There are no insurance or rider welfare payments for foreign nationals who’ve done the wrong thing either. Van Niekerk is rooted.

And all for the sake of a little white line.

I don’t know what to say.

So I will say nothing, other than this.

You poor, silly bugger.

There’s a bed and a feed here at Kuranda if you need it.

Bring the whip with you.

Maggie’s been naughty, and need a bit of correction.

Don’t we all?

Racing Queensland Embarrasses the Industry on Live Vision Streamed Across the World – How Hard Can it Really be to Count to Ten?


There are 13 jockeys nominated to ride in the corralled Down/Eastern Downs and SEQ Coast Regions (3&4) carved out under Racing Queensland’s save racing from COVID-19 strategy.

One of them – Alannah Badger – is inactive, having not ridden since October 2018.

Another – Robert Fraehr – copped a suspension at Kilcoy two weeks ago and is out on the sidelines until the 13th of April.

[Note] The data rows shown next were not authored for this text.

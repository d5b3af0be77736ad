//! Settings structs for all configuration sections.
//!
//! Each struct represents one `[section]` of the INI config file.
//! These are pure data types with no parsing or serialization logic.

use std::path::PathBuf;

use crate::engine::EngineKind;
use crate::geocode::GeocodingService;
use crate::map::MapStyle;

/// Complete application configuration loaded from config.ini.
#[derive(Debug, Clone)]
pub struct ConfigFile {
    /// Reverse geocoding settings
    pub geocoding: GeocodingSettings,
    /// Google Maps Platform settings
    pub google: GoogleSettings,
    /// Map settings
    pub map: MapSettings,
    /// Logging settings
    pub logging: LoggingSettings,
}

/// Reverse geocoding configuration.
#[derive(Debug, Clone)]
pub struct GeocodingSettings {
    /// Service selected at startup
    pub service: GeocodingService,
    /// Nominatim server root
    pub nominatim_url: String,
    /// Google Maps Platform host root
    pub google_url: String,
    /// Quiet period after the last coordinate change before a lookup fires
    pub debounce_ms: u64,
    /// HTTP timeout in seconds
    pub timeout_secs: u64,
    /// User-Agent sent to Nominatim
    pub user_agent: String,
}

/// Google Maps Platform configuration.
#[derive(Debug, Clone, Default)]
pub struct GoogleSettings {
    /// API key for the Google geocoder and the hosted map engine
    pub api_key: Option<String>,
    /// Optional cloud map id for the hosted map engine
    pub map_id: Option<String>,
}

/// Map configuration.
#[derive(Debug, Clone)]
pub struct MapSettings {
    /// Engine used by the input map
    pub engine: EngineKind,
    /// Basemap style preset
    pub style: MapStyle,
    /// Initial zoom level
    pub zoom: f64,
    /// Initial center latitude
    pub default_lat: f64,
    /// Initial center longitude
    pub default_lng: f64,
}

/// Logging configuration.
#[derive(Debug, Clone)]
pub struct LoggingSettings {
    /// Log file path
    pub file: PathBuf,
}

A third – Cheryl Rogers – is a trainer who holds a dual license. She has not ridden since before Christmas.

The 13 available jockeys thus becomes 10, and no extras can be shipped in.

Obviously the largest sized field in any event on the six-race card that can be scheduled is ten, because there are only 10 jockeys.

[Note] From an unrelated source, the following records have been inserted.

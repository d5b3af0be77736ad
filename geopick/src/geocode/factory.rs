//! Geocoder factory for centralized geocoder creation.
//!
//! [`GeocoderConfig`] describes one service; [`GeocoderFactory`] turns it into
//! a [`Geocoder`], the closed enum that dispatches to the concrete backend.
//! [`GeocoderFactory::build_set`] builds every configured service at once and
//! records configuration errors per service instead of failing as a whole.

use tracing::{info, warn};

use super::google::{GoogleGeocoder, DEFAULT_GOOGLE_URL};
use super::http::{AsyncHttpClient, AsyncReqwestClient, DEFAULT_USER_AGENT};
use super::nominatim::{NominatimGeocoder, DEFAULT_NOMINATIM_URL};
use super::set::GeocoderSet;
use super::types::{GeocodeError, GeocodeResult, GeocodingService, ReverseGeocoder};

/// Configuration for creating a geocoder.
#[derive(Debug, Clone, PartialEq)]
pub enum GeocoderConfig {
    /// OpenStreetMap Nominatim.
    ///
    /// No API key required. The usage policy asks for an identifying
    /// user agent.
    Nominatim {
        /// Server root, e.g. `https://nominatim.openstreetmap.org`
        base_url: String,
        /// User-Agent header sent with each request
        user_agent: String,
    },

    /// Google Geocoding API.
    ///
    /// Requires a Google Maps Platform API key.
    Google {
        /// API key, if one was configured
        api_key: Option<String>,
        /// Host root, e.g. `https://maps.googleapis.com`
        base_url: String,
    },
}

impl GeocoderConfig {
    /// Nominatim on the public instance.
    pub fn nominatim() -> Self {
        Self::Nominatim {
            base_url: DEFAULT_NOMINATIM_URL.to_string(),
            user_agent: DEFAULT_USER_AGENT.to_string(),
        }
    }

    /// Google with the given (possibly missing) key.
    pub fn google(api_key: Option<String>) -> Self {
        Self::Google {
            api_key,
            base_url: DEFAULT_GOOGLE_URL.to_string(),
        }
    }

    /// The service this configuration creates.
    pub fn service(&self) -> GeocodingService {
        match self {
            Self::Nominatim { .. } => GeocodingService::Nominatim,
            Self::Google { .. } => GeocodingService::Google,
        }
    }

    /// Returns whether this service needs an API key.
    pub fn requires_api_key(&self) -> bool {
        matches!(self, Self::Google { .. })
    }
}

/// Closed set of geocoder backends.
pub enum Geocoder<C: AsyncHttpClient = AsyncReqwestClient> {
    Nominatim(NominatimGeocoder<C>),
    Google(GoogleGeocoder<C>),
}

impl<C: AsyncHttpClient> ReverseGeocoder for Geocoder<C> {
    async fn reverse_geocode(&self, lat: f64, lng: f64) -> Option<GeocodeResult> {
        match self {
            Self::Nominatim(g) => g.reverse_geocode(lat, lng).await,
            Self::Google(g) => g.reverse_geocode(lat, lng).await,
        }
    }

    fn service(&self) -> GeocodingService {
        match self {
            Self::Nominatim(g) => g.service(),
            Self::Google(g) => g.service(),
        }
    }
}

impl<C: AsyncHttpClient> Geocoder<C> {
    /// Performs one lookup, keeping the failure reason.
    pub async fn lookup(&self, lat: f64, lng: f64) -> Result<GeocodeResult, GeocodeError> {
        match self {
            Self::Nominatim(g) => g.lookup(lat, lng).await,
            Self::Google(g) => g.lookup(lat, lng).await,
        }
    }
}

/// Factory for creating geocoder instances.
pub struct GeocoderFactory<C: AsyncHttpClient + Clone = AsyncReqwestClient> {
    http_client: C,
}

impl<C: AsyncHttpClient + Clone> GeocoderFactory<C> {
    /// Create a new geocoder factory with the given HTTP client.
    pub fn new(http_client: C) -> Self {
        Self { http_client }
    }

    /// Create a geocoder from the given configuration.
    ///
    /// # Errors
    ///
    /// Returns [`GeocodeError::Credential`] when a service needs a key that
    /// is missing or still a placeholder.
    pub fn create(&self, config: &GeocoderConfig) -> Result<Geocoder<C>, GeocodeError> {
        match config {
            GeocoderConfig::Nominatim {
                base_url,
                user_agent,
            } => Ok(Geocoder::Nominatim(NominatimGeocoder::with_endpoint(
                self.http_client.clone(),
                base_url.clone(),
                user_agent.clone(),
            ))),
            GeocoderConfig::Google { api_key, base_url } => {
                let geocoder = GoogleGeocoder::with_endpoint(
                    self.http_client.clone(),
                    api_key.as_deref(),
                    base_url.clone(),
                )?;
                Ok(Geocoder::Google(geocoder))
            }
        }
    }

    /// Build every configured service.
    ///
    /// A service whose configuration is invalid is registered as unavailable
    /// with the error text; the remaining services stay usable.
    pub fn build_set(&self, configs: &[GeocoderConfig]) -> GeocoderSet<Geocoder<C>> {
        let mut set = GeocoderSet::new();
        for config in configs {
            let service = config.service();
            match self.create(config) {
                Ok(geocoder) => {
                    info!(service = %service, "Geocoding service ready");
                    set = set.with_geocoder(service, geocoder);
                }
                Err(e) => {
                    warn!(service = %service, error = %e, "Geocoding service unavailable");
                    set = set.with_unavailable(service, e.to_string());
                }
            }
        }
        set
    }
}

#[cfg(test)]
mod tests {
    use super::*;
    use crate::geocode::MockAsyncHttpClient;

    const NOMINATIM_OK: &str = r#"{"display_name": "Somewhere", "address": {"road": "High St"}}"#;

    #[test]
    fn test_config_service_and_key_requirement() {
        assert_eq!(
            GeocoderConfig::nominatim().service(),
            GeocodingService::Nominatim
        );
        assert!(!GeocoderConfig::nominatim().requires_api_key());
        assert_eq!(
            GeocoderConfig::google(None).service(),
            GeocodingService::Google
        );
        assert!(GeocoderConfig::google(None).requires_api_key());
    }

    #[test]
    fn test_create_google_without_key_fails() {
        let factory = GeocoderFactory::new(MockAsyncHttpClient::ok("{}"));
        assert!(matches!(
            factory.create(&GeocoderConfig::google(None)),
            Err(GeocodeError::Credential(_))
        ));
    }

    #[tokio::test]
    async fn test_enum_dispatch_reaches_backend() {
        let client = MockAsyncHttpClient::ok(NOMINATIM_OK);
        let factory = GeocoderFactory::new(client.clone());

        let geocoder = factory.create(&GeocoderConfig::nominatim()).unwrap();
        assert_eq!(geocoder.service(), GeocodingService::Nominatim);

        let result = geocoder.reverse_geocode(1.0, 2.0).await.unwrap();
        assert_eq!(result.display_name, "Somewhere");
        assert_eq!(client.recorded().len(), 1);
    }

    #[test]
    fn test_build_set_keeps_working_services() {
        let factory = GeocoderFactory::new(MockAsyncHttpClient::ok(NOMINATIM_OK));
        let set = factory.build_set(&[
            GeocoderConfig::nominatim(),
            GeocoderConfig::google(Some("YOUR_API_KEY".to_string())),
        ]);

        assert!(set.is_available(GeocodingService::Nominatim));
        assert!(!set.is_available(GeocodingService::Google));
        let reason = set.get(GeocodingService::Google).err().unwrap();
        assert!(reason.contains("placeholder"), "reason was: {}", reason);
    }
}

So what does Racing Queensland do?

Puts on one race with 11 accepted starters, and two races with 12.

Of course five horses had to be late scratched, for there was no-one to ride them, although the report shows just four, because one of the riderless runners was by chance scratched on veterinary grounds, or at least that’s what we are told.


All this gross incompetence and sheer embarrassment on a TAB card too, televised live to punters around the nation, and across the globe.

There were only two race meetings held in the entire state, yet still Racing Queensland couldn’t get it right.

How hard can it really be to count to ten?

In Queensland?

All too hard.





A Whole Lot of Baloney About a Bloke Who’s Name Isn’t Even Moloney


It seems that I write a story almost every second week about Ryan Maloney being replaced on a mount because he’s overweight, and I have to admit it becomes frustrating.

When are the Queensland Stewards going to get serious and dish Maloney out a suspension for his repeated infractions of the rules, like they have recently to fellow jockeys like Les Tilley?

Probably when they learn to spell his name I guess.


Unknown Jockey Tobe Advised Rides a Winner on Debut at the Sunshine Coast, Where it Was Raining


This is the official Stewards Report from the Sunshine Coast on Sunday.

It’s published a couple of hours after the last race.

I guess it needs a bit of revision.

I can give the Stewards a hand.

Devlann was to be ridden by Brad Stewart, but he hurt his foot during the running of the fourth race (6 races back, just in case the calculator’s on the blink), and got stood down for the day by the club Doc.

Matthew McGillivray was the replacement jockey.

He did a good job too, because he and his new mate Devlann won the race.

The QRIC Stewards finished tailed off last.

I’ll pop you the bill in the post Commissioner.